EXERCISE BRIEF
Reproduce the listing below word for word.

DATASET
*-*-*

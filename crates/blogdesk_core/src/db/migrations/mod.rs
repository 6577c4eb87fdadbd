//! Versioned schema bootstrap for the blog tables.
//!
//! # Responsibility
//! - Keep the ordered list of schema scripts compiled into the binary.
//! - Bring a connection up to the latest schema in one transaction.
//!
//! # Invariants
//! - `version` values are strictly increasing.
//! - The applied version is mirrored to `PRAGMA user_version`.
//! - A database written by a newer binary is never touched.

use crate::db::{DbError, DbResult};
use log::info;
use rusqlite::Connection;

#[derive(Debug, Clone, Copy)]
struct Migration {
    version: u32,
    name: &'static str,
    sql: &'static str,
}

const MIGRATIONS: &[Migration] = &[Migration {
    version: 1,
    name: "init_users_posts_comments",
    sql: include_str!("0001_init.sql"),
}];

/// Returns the latest schema version this binary knows how to create.
pub fn latest_version() -> u32 {
    MIGRATIONS.last().map_or(0, |migration| migration.version)
}

/// Reads the schema version recorded on `conn`.
pub fn current_version(conn: &Connection) -> DbResult<u32> {
    let version = conn.query_row("PRAGMA user_version;", [], |row| row.get::<_, u32>(0))?;
    Ok(version)
}

/// Applies every migration newer than the recorded schema version.
///
/// # Errors
/// - `DbError::UnsupportedSchemaVersion` when the file is ahead of this binary.
/// - `DbError::Sqlite` when a script fails; nothing is committed in that case.
pub fn apply_migrations(conn: &mut Connection) -> DbResult<()> {
    let current = current_version(conn)?;
    let latest = latest_version();

    if current > latest {
        return Err(DbError::UnsupportedSchemaVersion {
            db_version: current,
            latest_supported: latest,
        });
    }
    if current == latest {
        return Ok(());
    }

    let tx = conn.transaction()?;
    for migration in MIGRATIONS.iter().filter(|m| m.version > current) {
        tx.execute_batch(migration.sql)?;
        tx.execute_batch(&format!("PRAGMA user_version = {};", migration.version))?;
        info!(
            "event=db_migrate module=db status=ok version={} name={}",
            migration.version, migration.name
        );
    }
    tx.commit()?;

    Ok(())
}

#[cfg(test)]
mod tests {
    use super::{apply_migrations, current_version, latest_version, MIGRATIONS};
    use rusqlite::Connection;

    #[test]
    fn migration_versions_are_strictly_increasing() {
        let versions: Vec<u32> = MIGRATIONS.iter().map(|m| m.version).collect();
        assert!(versions.windows(2).all(|pair| pair[0] < pair[1]));
        assert_eq!(latest_version(), *versions.last().unwrap());
    }

    #[test]
    fn applying_twice_keeps_latest_version() {
        let mut conn = Connection::open_in_memory().unwrap();
        apply_migrations(&mut conn).unwrap();
        apply_migrations(&mut conn).unwrap();
        assert_eq!(current_version(&conn).unwrap(), latest_version());
    }
}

*-*-*

ANSWER SPACE
filename crates/blogdesk_core/src/db/migrations/mod.rs
repository 6577c4eb87fdadbd
//! Versioned schema bootstrap for the blog tables.
//!
//! # Responsibility
//! - Keep the ordered list of schema scripts compiled into the binary.
//! - Bring a connection up to the latest schema in one transaction.
//!
//! # Invariants
//! - `version` values are strictly increasing.
//! - The applied version is mirrored to `PRAGMA user_version`.
//! - A database written by a newer binary is never touched.

use crate::db::{DbError, DbResult};
use log::info;
use rusqlite::Connection;

#[derive(Debug, Clone, Copy)]
struct Migration {
    version: u32,
    name: &'static str,
    sql: &'static str,
}

const MIGRATIONS: &[Migration] = &[Migration {
    version: 1,
    name: "init_users_posts_comments",
    sql: include_str!("0001_init.sql"),
}];

/// Returns the latest schema version this binary knows how to create.
pub fn latest_version() -> u32 {
    MIGRATIONS.last().map_or(0, |migration| migration.version)
}

/// Reads the schema version recorded on `conn`.
pub fn current_version(conn: &Connection) -> DbResult<u32> {
    let version = conn.query_row("PRAGMA user_version;", [], |row| row.get::<_, u32>(0))?;
    Ok(version)
}

/// Applies every migration newer than the recorded schema version.
///
/// # Errors
/// - `DbError::UnsupportedSchemaVersion` when the file is ahead of this binary.
/// - `DbError::Sqlite` when a script fails; nothing is committed in that case.
pub fn apply_migrations(conn: &mut Connection) -> DbResult<()> {
    let current = current_version(conn)?;
    let latest = latest_version();

    if current > latest {
        return Err(DbError::UnsupportedSchemaVersion {
            db_version: current,
            latest_supported: latest,
        });
    }
    if current == latest {
        return Ok(());
    }

    let tx = conn.transaction()?;
    for migration in MIGRATIONS.iter().filter(|m| m.version > current) {
        tx.execute_batch(migration.sql)?;
        tx.execute_batch(&format!("PRAGMA user_version = {};", migration.version))?;
        info!(
            "event=db_migrate module=db status=ok version={} name={}",
            migration.version, migration.name
        );
    }
    tx.commit()?;

    Ok(())
}

#[cfg(test)]
mod tests {
    use super::{apply_migrations, current_version, latest_version, MIGRATIONS};
    use rusqlite::Connection;

    #[test]
    fn migration_versions_are_strictly_increasing() {
        let versions: Vec<u32> = MIGRATIONS.iter().map(|m| m.version).collect();
        assert!(versions.windows(2).all(|pair| pair[0] < pair[1]));
        assert_eq!(latest_version(), *versions.last().unwrap());
    }

    #[test]
    fn applying_twice_keeps_latest_version() {
        let mut conn = Connection::open_in_memory().unwrap();
        apply_migrations(&mut conn).unwrap();
        apply_migrations(&mut conn).unwrap();
        assert_eq!(current_version(&conn).unwrap(), latest_version());
    }
}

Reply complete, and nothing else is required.